Sunday, December 22, 2024

Health ministry sees ‘substantial’ change in COVID’s growth trend

The pace of growth in new coronavirus case numbers is slowing, Deputy Health Minister Hugo López-Gatell said Tuesday.

“In the first three weeks of 2022 we had very rapid increases in the number of cases due to the presence of the omicron variant as the predominant [strain] in Mexico,” the coronavirus point man told reporters at President López Obrador’s regular news conference.

However, case numbers during epidemiological week 4, which began Sunday, have only increased by 12%, López-Gatell said without revealing the period to which he was comparing data for the past two days.

“This is a very substantial change; we’re starting to see a change in the trend and this of course reduces the number … of estimated cases that are active,” he said.

“This, I insist, must be taken with caution, we’re informing in real time, but if it’s maintained it could be the beginning of a change in the trend of growth,” the deputy minister said.

What he didn’t mention is that reported infections are invariably lower on Sundays and Mondays due to a drop-off in testing and/or the recording and reporting of test results on weekends.

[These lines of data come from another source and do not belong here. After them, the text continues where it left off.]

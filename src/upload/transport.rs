use super::job::JobId;
use super::progress::TransferTick;
use crate::artifact::MediaArtifact;
use crate::config::ClipcastConfig;
use crate::error::{ClipcastError, Result, UploadError};
use async_trait::async_trait;
use bytes::Bytes;
use futures::StreamExt;
use reqwest::multipart::{Form, Part};
use serde::Deserialize;
use std::time::Duration;
use tokio::sync::mpsc;
use tracing::{debug, info};

/// Header carrying the client job id alongside the form field
pub const JOB_HEADER: &str = "X-Clipcast-Job";

/// What to send for one job
#[derive(Debug, Clone)]
pub struct UploadRequest {
    pub job_id: JobId,
    pub artifact: MediaArtifact,
}

/// Successful reply of the processing service
#[derive(Debug, Clone, PartialEq)]
pub struct UploadReceipt {
    /// Reference to the processed output
    pub result_reference: String,
    /// Job id echoed or assigned by the service, when it sends one
    pub service_job_id: Option<String>,
}

#[derive(Debug, Deserialize)]
struct UploadResponseBody {
    #[serde(rename = "processedVideo")]
    processed_video: Option<String>,
    #[serde(rename = "jobId", default)]
    job_id: Option<String>,
}

/// Moves an artifact to the processing service, reporting each piece sent
#[async_trait]
pub trait UploadTransport: Send + Sync {
    fn name(&self) -> &str;

    async fn transmit(
        &self,
        request: UploadRequest,
        ticks: mpsc::UnboundedSender<TransferTick>,
    ) -> std::result::Result<UploadReceipt, UploadError>;
}

/// Multipart POST over HTTP with a streamed, progress-reporting body
pub struct HttpUploadTransport {
    client: reqwest::Client,
    url: String,
    field: String,
    piece_bytes: usize,
}

impl HttpUploadTransport {
    pub fn new(url: &str, field: &str, piece_bytes: usize, timeout: Duration) -> Result<Self> {
        let client = reqwest::Client::builder()
            .timeout(timeout)
            .build()
            .map_err(|e| ClipcastError::system(format!("Failed to build HTTP client: {}", e)))?;

        Ok(Self {
            client,
            url: url.to_string(),
            field: field.to_string(),
            piece_bytes: piece_bytes.max(1),
        })
    }

    pub fn from_config(config: &ClipcastConfig) -> Result<Self> {
        Self::new(
            &config.upload_url(),
            &config.service.upload_field,
            config.service.upload_chunk_bytes,
            config.request_timeout(),
        )
    }

    pub fn url(&self) -> &str {
        &self.url
    }

    fn body_part(
        &self,
        artifact: &MediaArtifact,
        ticks: mpsc::UnboundedSender<TransferTick>,
    ) -> std::result::Result<Part, reqwest::Error> {
        let payload = artifact.payload().clone();
        let total_bytes = payload.len() as u64;
        let pieces: Vec<Bytes> = (0..payload.len())
            .step_by(self.piece_bytes)
            .map(|start| payload.slice(start..(start + self.piece_bytes).min(payload.len())))
            .collect();

        let mut bytes_sent = 0u64;
        let body = futures::stream::iter(pieces).map(move |piece| {
            bytes_sent += piece.len() as u64;
            // Receiver gone means nobody is watching progress any more
            let _ = ticks.send(TransferTick {
                bytes_sent,
                total_bytes,
            });
            Ok::<Bytes, std::io::Error>(piece)
        });

        Part::stream_with_length(reqwest::Body::wrap_stream(body), total_bytes)
            .file_name(artifact.file_name().to_string())
            .mime_str(artifact.mime_type())
    }
}

#[async_trait]
impl UploadTransport for HttpUploadTransport {
    fn name(&self) -> &str {
        "http"
    }

    async fn transmit(
        &self,
        request: UploadRequest,
        ticks: mpsc::UnboundedSender<TransferTick>,
    ) -> std::result::Result<UploadReceipt, UploadError> {
        let job_id = request.job_id.to_string();
        let failed = |reason: String| UploadError::UploadFailed {
            job_id: job_id.clone(),
            reason,
        };

        let part = self
            .body_part(&request.artifact, ticks)
            .map_err(|e| failed(format!("invalid mime type: {}", e)))?;
        let form = Form::new()
            .text("jobId", job_id.clone())
            .part(self.field.clone(), part);

        info!(
            "Uploading {} ({} bytes) to {}",
            request.artifact.file_name(),
            request.artifact.len(),
            self.url
        );

        let response = self
            .client
            .post(&self.url)
            .header(JOB_HEADER, &job_id)
            .multipart(form)
            .send()
            .await
            .map_err(|e| {
                if e.is_connect() {
                    failed(format!("processing service unreachable at {}", self.url))
                } else if e.is_timeout() {
                    failed("request timed out".to_string())
                } else {
                    failed(format!("request failed: {}", e))
                }
            })?;

        let status = response.status();
        if !status.is_success() {
            let error_text = response.text().await.unwrap_or_default();
            return Err(failed(format!("service returned {}: {}", status, error_text)));
        }

        let body: UploadResponseBody = response
            .json()
            .await
            .map_err(|e| failed(format!("unreadable response: {}", e)))?;

        let result_reference = body
            .processed_video
            .ok_or_else(|| failed("response lacks processedVideo".to_string()))?;

        debug!("Service answered job {} with {}", job_id, result_reference);
        Ok(UploadReceipt {
            result_reference,
            service_job_id: body.job_id,
        })
    }
}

The weekly decline typically causes active case numbers to drop on those two days before they begin to increase again from Tuesday on.

Estimated active cases numbered more than 362,000 on Saturday but declined to just over 294,000 on Monday, a 19% drop.

The number will almost certainly rise when the Health Ministry publishes its daily COVID report later on Tuesday.

López-Gatell also presented data that showed that 43% of general care hospital beds and 25% of those with ventilators are currently occupied.

He said the total number of hospitalized COVID patients is 70% lower than the pandemic peak, recorded during Mexico’s second wave of infections in late 2020 and early 2021. There are currently just under 8,200 people in COVID wards, compared to a pandemic high of about 27,000.

Although many hospitals have reached 100% occupancy, López-Gatell asserted that the health system has always had the capacity to treat all patients sick with COVID. “There is space available at all times,” he said.

covid

“… But as we have emphasized – we can see it in hospitalizations and … deaths – omicron is characteristically a variant that causes milder disease. … Although it spreads quickly, causing a large number of cases, they’re not serious cases,” López-Gatell said, adding that Mexico’s high vaccination rate (among adults at least) allows for “a much more manageable epidemic.”

Through vaccination and/or infection the majority of people will eventually gain immunity to the coronavirus, he added.

“That, in time, could contribute to [bringing] an end to the epidemic period, not just in Mexico but in the world,” the Johns Hopkins University-trained epidemiologist said.

In other COVID-19 news:

• Mexico’s accumulated case tally increased to 4.68 million on Monday with 17,938 additional infections reported. The official COVID-19 death toll rose by 118 to 303,301. The estimated active case tally is 294,029, but will likely rise above 300,000 after Tuesday’s case numbers are reported.

• A federal court has ordered the federal government to vaccinate one child aged six and another aged 11.

The government hasn’t offered shots to children aged under 15, with the exception of those 12 and over who have an underlying health condition that makes them vulnerable to serious illness if they contract COVID.

The Mexico City-based federal court’s directive on Tuesday came after the families of two children took legal action aimed at compelling the government to offer them shots.

Two doctors offered professional opinions to the court that advocated the inoculation of children aged five to 11 with the Pfizer vaccine, the only shot that is approved for use on minors in Mexico.

The court acknowledged that Mexico’s health regulator has not approved vaccination for children aged under 12, but noted that international authorities, including those in the United States, have established that vaccination with the Pfizer shot is safe and effective for minors in that age cohort. It also recognized that children have a constitutional right to essentials such as health care, food and education.

Federal authorities are now obliged to set a date and time for the vaccination of the two children.

The court’s ruling paves the way for more children to obtain court orders directing the government to vaccinate them.